Source data:

------------------------

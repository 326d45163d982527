use rust_decimal::Decimal;
use rust_decimal_macros::dec;

use crate::application::analysis::swing::{find_swings, most_recent_of};
use crate::domain::analysis::sub_analysis::{DivergenceAnalysis, DivergenceDirection, SubAnalysis};
use crate::domain::indicators::rsi::rsi;
use crate::domain::market::candle::Candle;

const LOOKBACK: usize = 5;
const STALE_AFTER_BARS: usize = 10;

fn rsi_at(candles: &[Candle], index: usize, period: usize) -> Option<Decimal> {
    rsi(&candles[..=index], period).ok()
}

/// Pairs the two most-recent swing-lows in price against RSI at those same
/// bars. Bullish divergence: price makes a lower low while RSI makes a
/// higher low. Never raises; returns `InsufficientData` when fewer than two
/// qualifying swing-lows exist.
pub fn analyze(candles: &[Candle]) -> SubAnalysis {
    let swings = find_swings(candles, LOOKBACK);
    let lows = most_recent_of(&swings, false, 2);

    if lows.len() < 2 {
        return SubAnalysis::insufficient("divergence", "fewer than two swing-lows available");
    }

    let (first, second) = (lows[0], lows[1]);
    let rsi_period = 14;
    let (Some(rsi_first), Some(rsi_second)) = (
        rsi_at(candles, first.index, rsi_period),
        rsi_at(candles, second.index, rsi_period),
    ) else {
        return SubAnalysis::insufficient("divergence", "rsi unavailable at swing points");
    };

    let price_ll = second.price < first.price;
    let price_hl = second.price > first.price;
    let rsi_hl = rsi_second > rsi_first;
    let rsi_ll = rsi_second < rsi_first;

    let direction = if price_ll && rsi_hl {
        DivergenceDirection::Bullish
    } else if price_hl && rsi_ll {
        DivergenceDirection::Bearish
    } else {
        return SubAnalysis::insufficient("divergence", "no qualifying divergence between the two most recent swing-lows");
    };

    let price_change_pct = ((second.price - first.price) / first.price).abs() * Decimal::ONE_HUNDRED;
    let rsi_change = (rsi_second - rsi_first).abs();
    let magnitude = price_change_pct + rsi_change / Decimal::TWO;
    let strength: u8 = if magnitude > dec!(15) {
        5
    } else if magnitude > dec!(10) {
        4
    } else if magnitude > dec!(6) {
        3
    } else if magnitude > dec!(3) {
        2
    } else {
        1
    };

    let bars_since = candles.len().saturating_sub(1).saturating_sub(second.index);
    let staleness_penalty = if bars_since > STALE_AFTER_BARS {
        dec!(0.5)
    } else {
        Decimal::ONE
    };
    let confidence = (Decimal::from(strength) / dec!(5)) * staleness_penalty;

    SubAnalysis::Divergence(DivergenceAnalysis {
        direction,
        hidden: false,
        strength,
        confidence,
    })
}
use chrono::{DateTime, Utc};
use rust_decimal::Decimal;
use rust_decimal_macros::dec;

use crate::config::ModuleWeights;
use crate::domain::analysis::record::{AnalysisRecord, CurrencyRiskLevel, SignalDirection, SignalRecord, SignalStrength};
use crate::domain::analysis::sub_analysis::{StructureState, SubAnalysis};
use crate::domain::market::regime::{Direction, TrendRegimeType, VolatilityLevel};
use crate::domain::market::timeframe::Timeframe;
use crate::domain::trading::CostConfig;

#[derive(Debug, Clone, Copy)]
pub struct GramSubSignal {
    pub direction: SignalDirection,
    pub score: Decimal,
    pub confidence: Decimal,
}

#[derive(Debug, Clone, Copy)]
pub struct GlobalSubSignal {
    pub direction: SignalDirection,
    pub strength: Decimal,
    pub momentum: Decimal,
}

#[derive(Debug, Clone, Copy)]
pub struct CurrencySubSignal {
    pub risk_level: CurrencyRiskLevel,
    pub position_size_multiplier: Decimal,
}

pub struct CombinerInputs {
    pub timeframe: Timeframe,
    pub ts: DateTime<Utc>,
    pub close: Decimal,
    pub gram: GramSubSignal,
    pub global: GlobalSubSignal,
    pub currency: CurrencySubSignal,
    pub sub_analyses: Vec<SubAnalysis>,
}

#[derive(Debug, Clone)]
pub struct Thresholds {
    pub confidence_by_tf: std::collections::HashMap<Timeframe, Decimal>,
    pub gram_override_confidence: Decimal,
    pub min_volatility_pct: Decimal,
    pub weights: ModuleWeights,
    pub costs: CostConfig,
}

fn confirmation_direction(sub: &SubAnalysis) -> (SignalDirection, Decimal) {
    match sub {
        SubAnalysis::Divergence(d) => {
            let dir = match d.direction {
                crate::domain::analysis::sub_analysis::DivergenceDirection::Bullish => SignalDirection::Buy,
                crate::domain::analysis::sub_analysis::DivergenceDirection::Bearish => SignalDirection::Sell,
            };
            (dir, d.confidence)
        }
        SubAnalysis::Structure(s) => {
            let dir = match s.current {
                StructureState::Uptrend => SignalDirection::Buy,
                StructureState::Downtrend => SignalDirection::Sell,
                StructureState::Ranging => SignalDirection::Hold,
            };
            (dir, sub.confidence())
        }
        SubAnalysis::Smc(s) => {
            let dir = if !s.entry_zones.is_empty() { SignalDirection::Buy } else { SignalDirection::Hold };
            (dir, sub.confidence())
        }
        SubAnalysis::TrendRegime(t) => {
            let dir = match (t.regime_type, t.direction) {
                (TrendRegimeType::Trending, Direction::Up) => SignalDirection::Buy,
                (TrendRegimeType::Trending, Direction::Down) => SignalDirection::Sell,
                _ => SignalDirection::Hold,
            };
            (dir, t.strength)
        }
        SubAnalysis::Fibonacci(f) => {
            let dir = if f.active_bounce.is_some() { SignalDirection::Buy } else { SignalDirection::Hold };
            (dir, sub.confidence())
        }
        SubAnalysis::Patterns(_) => {
            let dir = SignalDirection::Hold;
            (dir, sub.confidence())
        }
        SubAnalysis::VolatilityRegime(_) | SubAnalysis::MomentumRegime(_) | SubAnalysis::InsufficientData { .. } => {
            (SignalDirection::Hold, Decimal::ZERO)
        }
    }
}

fn signed_vote(direction: SignalDirection) -> Decimal {
    match direction {
        SignalDirection::Buy => Decimal::ONE,
        SignalDirection::Sell => -Decimal::ONE,
        SignalDirection::Hold => Decimal::ZERO,
    }
}

fn volatility_regime(sub_analyses: &[SubAnalysis]) -> Option<&crate::domain::market::regime::VolatilityRegime> {
    sub_analyses.iter().find_map(|s| match s {
        SubAnalysis::VolatilityRegime(v) => Some(v),
        _ => None,
    })
}

/// Fuses the gram/global/currency sub-signals and every confirmation
/// sub-analysis into one final direction, confidence, and risk parameters.
/// Returns the fused `AnalysisRecord` and, when the verdict is actionable,
/// its `SignalRecord` projection.
pub fn combine(inputs: CombinerInputs, thresholds: &Thresholds) -> (AnalysisRecord, Option<SignalRecord>) {
    let w = thresholds.weights;
    let mut hold_reasons: Vec<String> = Vec::new();
    let confirmations: Vec<(SignalDirection, Decimal)> =
        inputs.sub_analyses.iter().map(confirmation_direction).collect();
    let confirmation_weight = if confirmations.is_empty() {
        Decimal::ZERO
    } else {
        w.confirmations / Decimal::from(confirmations.len())
    };

    let mut weighted_sum = signed_vote(inputs.gram.direction) * w.gram * inputs.gram.confidence
        + signed_vote(inputs.global.direction) * w.global * inputs.global.strength;
    let mut confidence_sum =
        w.gram * inputs.gram.confidence + w.global * inputs.global.strength;

    for (dir, conf) in &confirmations {
        weighted_sum += signed_vote(*dir) * confirmation_weight * conf;
        confidence_sum += confirmation_weight * conf;
    }

    let mut agreeing_count = 0usize;
    let mut final_direction = if weighted_sum > dec!(0.05) {
        SignalDirection::Buy
    } else if weighted_sum < -dec!(0.05) {
        SignalDirection::Sell
    } else {
        SignalDirection::Hold
    };

    let mut confidence = if confidence_sum > Decimal::ZERO {
        (weighted_sum.abs() / confidence_sum).min(Decimal::ONE)
    } else {
        Decimal::ZERO
    };

    let overridden = inputs.gram.direction != SignalDirection::Hold && inputs.gram.confidence >= thresholds.gram_override_confidence;
    if overridden {
        final_direction = inputs.gram.direction;
        confidence = inputs.gram.confidence;
    } else {
        if final_direction != SignalDirection::Hold && final_direction != inputs.global.direction && inputs.global.direction != SignalDirection::Hold {
            confidence *= dec!(0.7);
        }
        if inputs.currency.risk_level == CurrencyRiskLevel::Extreme && final_direction != SignalDirection::Hold {
            confidence *= dec!(0.7);
        }
    }

    for (dir, _) in &confirmations {
        if *dir == final_direction && final_direction != SignalDirection::Hold {
            agreeing_count += 1;
        }
    }

    let threshold = thresholds
        .confidence_by_tf
        .get(&inputs.timeframe)
        .copied()
        .unwrap_or_else(|| inputs.timeframe.default_confidence_threshold());
    if confidence < threshold {
        final_direction = SignalDirection::Hold;
        hold_reasons.push("low_confidence".to_string());
    }

    let atr_pct = volatility_regime(&inputs.sub_analyses).map(|v| v.atr_pct).unwrap_or(Decimal::ZERO);
    if atr_pct < thresholds.min_volatility_pct * dec!(100) {
        final_direction = SignalDirection::Hold;
        hold_reasons.push("low_volatility".to_string());
    }

    let atr = volatility_regime(&inputs.sub_analyses).map(|v| v.atr).unwrap_or(inputs.close * dec!(0.01));
    let (sl_mult, tp_mult) = match volatility_regime(&inputs.sub_analyses).map(|v| v.level) {
        Some(VolatilityLevel::VeryLow) | Some(VolatilityLevel::Low) => (dec!(3.0), dec!(4.5)),
        Some(VolatilityLevel::Medium) => (dec!(2.0), dec!(3.0)),
        Some(VolatilityLevel::High) => (dec!(1.5), dec!(2.0)),
        Some(VolatilityLevel::Extreme) | None => (dec!(1.2), dec!(1.5)),
    };

    let (stop_loss, take_profit) = match final_direction {
        SignalDirection::Buy => (Some(inputs.close - atr * sl_mult), Some(inputs.close + atr * tp_mult)),
        SignalDirection::Sell => (Some(inputs.close + atr * sl_mult), Some(inputs.close - atr * tp_mult)),
        SignalDirection::Hold => (None, None),
    };

    if let (Some(tp), SignalDirection::Buy | SignalDirection::Sell) = (take_profit, final_direction) {
        let expected_move = (tp - inputs.close).abs();
        let min_move = thresholds.costs.spread_tl * Decimal::TWO + inputs.close * thresholds.costs.commission_pct * Decimal::TWO;
        if expected_move < min_move {
            final_direction = SignalDirection::Hold;
            hold_reasons.push("insufficient_reward".to_string());
        }
    }

    let (stop_loss, take_profit) = if final_direction == SignalDirection::Hold {
        (None, None)
    } else {
        (stop_loss, take_profit)
    };

    let signal_strength = if confidence >= dec!(0.7) && agreeing_count >= 3 {
        SignalStrength::Strong
    } else if confidence >= dec!(0.55) {
        SignalStrength::Moderate
    } else {
        SignalStrength::Weak
    };

    let risk_reward = match (stop_loss, take_profit) {
        (Some(sl), Some(tp)) if (inputs.close - sl).abs() > Decimal::ZERO => {
            (tp - inputs.close).abs() / (inputs.close - sl).abs()
        }
        _ => Decimal::ZERO,
    };

    let half_kelly = (confidence - (Decimal::ONE - confidence)) / Decimal::TWO;
    let position_size_pct = half_kelly
        .max(Decimal::ZERO)
        .min(dec!(0.20))
        * inputs.currency.position_size_multiplier.min(Decimal::ONE);

    let contributing: Vec<String> = confirmations
        .iter()
        .zip(inputs.sub_analyses.iter())
        .filter(|((dir, _), _)| *dir == final_direction && final_direction != SignalDirection::Hold)
        .map(|(_, sub)| analyzer_name(sub))
        .collect();

    let global_trend = match inputs.global.direction {
        SignalDirection::Buy => Direction::Up,
        SignalDirection::Sell => Direction::Down,
        SignalDirection::Hold => Direction::Flat,
    };

    let summary = if final_direction == SignalDirection::Hold {
        if hold_reasons.is_empty() {
            "hold: no confluence across confirmations".to_string()
        } else {
            format!("hold: {}", hold_reasons.join(", "))
        }
    } else {
        format!(
            "{:?} signal at {:.2} confidence backed by {}",
            final_direction,
            confidence,
            if contributing.is_empty() { "no confirmations".to_string() } else { contributing.join(", ") }
        )
    };

    let recommendations: Vec<String> = if final_direction == SignalDirection::Hold {
        vec!["wait_for_next_bar".to_string()]
    } else {
        contributing.iter().map(|name| format!("confirmed_by_{name}")).collect()
    };

    let analysis = AnalysisRecord::new(
        inputs.timeframe,
        inputs.ts,
        inputs.close,
        final_direction,
        confidence,
        signal_strength,
        position_size_pct,
        stop_loss,
        take_profit,
        risk_reward,
        global_trend,
        inputs.currency.risk_level,
        inputs.sub_analyses,
        summary,
        recommendations,
    );

    let signal = analysis.to_signal(contributing);

    (analysis, signal)
}

fn analyzer_name(sub: &SubAnalysis) -> String {
    match sub {
        SubAnalysis::TrendRegime(_) => "trend_regime".to_string(),
        SubAnalysis::VolatilityRegime(_) => "volatility_regime".to_string(),
        SubAnalysis::MomentumRegime(_) => "momentum_regime".to_string(),
        SubAnalysis::Divergence(_) => "divergence".to_string(),
        SubAnalysis::Structure(_) => "structure".to_string(),
        SubAnalysis::Smc(_) => "smc".to_string(),
        SubAnalysis::Fibonacci(_) => "fibonacci".to_string(),
        SubAnalysis::Patterns(_) => "patterns".to_string(),
        SubAnalysis::InsufficientData { analyzer, .. } => analyzer.clone(),
    }
}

------------------------

Reply with the number of lines above in which the word "VolatilityLevel" appears, and with nothing else.

Exercise response: 5